How many of you were watching President Obama’s inauguration? Everyone (perhaps not rednecks not willing to accept that a black man had just ascended to the top position in our government). And when the hundreds of thousands of spectators stood to welcome the new president, guess who didn’t join in. Yup, Dick Fucking Cheney. The ex-veep was wheeled out onto the podium area in a wheelchair. The story was that he injured his back earlier that day. Do you believe him? This is the same guy who told us Iraq was an immediate threat to our national security. Either the Karma Police finally finished their donuts, or Cheney just simply refused to stand up for Obama. Cheney, you may quite possibly be a secret leader of the KKK. It honestly wouldn’t surprise me. It was a tag-team effort of Dick-Rumsfeld that led to the eventual resignation of Colin Powell. All signs point to mad-haterism on Dick’s part. Just Dick being a dick I guess.

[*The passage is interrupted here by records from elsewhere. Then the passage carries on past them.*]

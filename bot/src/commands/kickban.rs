//! The `/kick` and `/ban` commands: guard, platform action, audit record,
//! response, then the fire-and-forget log notice.

use std::sync::Arc;

use twilight_interactions::command::{
    CommandModel,
    CreateCommand,
    ResolvedUser
};
use twilight_model::{
    application::interaction::{
        Interaction,
        application_command::CommandData
    },
    guild::Permissions
};
use warden_core::{
    db::ModAction,
    moderation::{Capability, executor, notifier, require}
};

use super::{
    HandlerError,
    actor_permissions,
    author_id,
    embed_response,
    ephemeral_embed,
    guild_id,
    respond
};
use crate::{
    context::Ctx,
    embeds,
    registry::{CommandEntry, CommandFuture}
};

#[derive(CommandModel, CreateCommand)]
#[command(
    name = "kick",
    desc = "Kick a user and log it",
    dm_permission = false,
    default_permissions = "Self::default_permissions"
)]
pub struct KickCommand {
    #[command(desc = "User to kick")]
    pub user: ResolvedUser,
    #[command(desc = "Reason for the kick")]
    pub reason: String
}

impl KickCommand {
    const fn default_permissions() -> Permissions {
        Permissions::KICK_MEMBERS
    }
}

#[derive(CommandModel, CreateCommand)]
#[command(
    name = "ban",
    desc = "Ban a user and log it",
    dm_permission = false,
    default_permissions = "Self::default_permissions"
)]
pub struct BanCommand {
    #[command(desc = "User to ban")]
    pub user: ResolvedUser,
    #[command(desc = "Reason for the ban")]
    pub reason: String
}

impl BanCommand {
    const fn default_permissions() -> Permissions {
        Permissions::BAN_MEMBERS
    }
}

pub fn kick_entry() -> CommandEntry {
    CommandEntry {
        name: "kick",
        definition: || KickCommand::create_command().into(),
        run: run_kick
    }
}

pub fn ban_entry() -> CommandEntry {
    CommandEntry {
        name: "ban",
        definition: || BanCommand::create_command().into(),
        run: run_ban
    }
}

fn run_kick(
    ctx: Arc<Ctx>,
    interaction: Interaction,
    data: CommandData
) -> CommandFuture {
    Box::pin(async move {
        let options = KickCommand::from_interaction(data.into())?;

        moderate(
            ctx,
            interaction,
            ModAction::Kick,
            Capability::CanKick,
            options.user.resolved.id.get(),
            options.reason
        )
        .await
    })
}

fn run_ban(
    ctx: Arc<Ctx>,
    interaction: Interaction,
    data: CommandData
) -> CommandFuture {
    Box::pin(async move {
        let options = BanCommand::from_interaction(data.into())?;

        moderate(
            ctx,
            interaction,
            ModAction::Ban,
            Capability::CanBan,
            options.user.resolved.id.get(),
            options.reason
        )
        .await
    })
}

pub(super) async fn moderate(
    ctx: Arc<Ctx>,
    interaction: Interaction,
    action: ModAction,
    capability: Capability,
    target_id: u64,
    reason: String
) -> Result<(), HandlerError> {
    let guild = guild_id(&interaction)?;
    let moderator = author_id(&interaction)?;

    if let Err(err) = require(actor_permissions(&interaction), capability) {
        let embed = embeds::execution_error(&err);
        respond(&ctx, &interaction, ephemeral_embed(embed)).await?;

        return Ok(());
    }

    let result = executor::execute(
        ctx.platform.as_ref(),
        ctx.store.as_ref(),
        action,
        guild,
        target_id,
        moderator,
        &reason
    )
    .await;

    match result {
        Ok(record) => {
            let embed =
                embeds::action_embed(&record, embeds::action_color(action));
            respond(&ctx, &interaction, embed_response(embed)).await?;

            // the invoker response is already out; the log notice must
            // never delay or fail it
            let ctx = ctx.clone();
            tokio::spawn(async move {
                notifier::notify(
                    ctx.platform.as_ref(),
                    ctx.store.as_ref(),
                    record.guild_id,
                    &record
                )
                .await;
            });
        }
        Err(err) => {
            let embed = embeds::execution_error(&err);
            respond(&ctx, &interaction, ephemeral_embed(embed)).await?;
        }
    }

    Ok(())
}
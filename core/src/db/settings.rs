use mongo_document::Document;
use serde::{Deserialize, Serialize};

/// Per-guild configuration, at most one document per guild. An absent
/// document is equivalent to all defaults.
#[derive(Clone, Debug, PartialEq, Eq, Document, Serialize, Deserialize)]
#[document(collection = "guild_settings")]
pub struct GuildSettings {
    #[serde(rename = "_id")]
    pub guild_id: u64,
    #[serde(default)]
    pub log_channel_id: Option<u64>,
    #[serde(default = "enabled")]
    pub fun_enabled: bool,
    #[serde(default = "enabled")]
    pub modlog_enabled: bool
}

fn enabled() -> bool {
    true
}

impl GuildSettings {
    pub fn defaults(guild_id: u64) -> Self {
        Self {
            guild_id,
            log_channel_id: None,
            fun_enabled: true,
            modlog_enabled: true
        }
    }
}
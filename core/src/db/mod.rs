pub mod enums;
pub mod modlog;
pub mod settings;

use std::sync::OnceLock;

use mongodb::{Client, Database};
pub use mongodb::{bson::doc, error::Error as MongoError};
use tracing::info;

use crate::env::env;

pub use enums::{ActorPermissions, GuildFlag, ModAction};
pub use modlog::ModLog;
pub use settings::GuildSettings;


static MONGO: OnceLock<Database> = OnceLock::new();

pub async fn init_mongo(ping: bool) -> Result<(), Box<dyn std::error::Error>> {
    let mongo = Client::with_uri_str(&env().mongo_url)
        .await?
        .database(&env().mongo_db);

    // ? ping because simply creating the client doesn't
    // ? actually connect to the database
    if ping {
        mongo.run_command(doc! {"ping": 1}).await?;
    }

    info!(database = %env().mongo_db, "connected to mongo");

    MONGO.set(mongo).expect("Failed to set Mongo client");

    Ok(())
}

pub fn mongo() -> &'static Database {
    MONGO.get().expect("Mongo client not initialized")
}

Most recently, the ex-veep went on an idiotic rant in an interview with Politico, stating that he believes the Obama administration’s policies will result in a high probability that terrorists will succeed in a catastrophic nuclear or biological attack in the coming years. Nobody cares what you think anymore Dick. Go save the fucking planet like Gore. It has become pretty clear that anything you say or warn against isn’t true. You warned of biological and nuclear weapons of mass destruction in Iraq. Non-existent. You just don’t have any clout left. You and your Neo-Con cronies should all just crawl into a cave and disappear. The world would be a better place. Thank you for participating. You have been our first victim.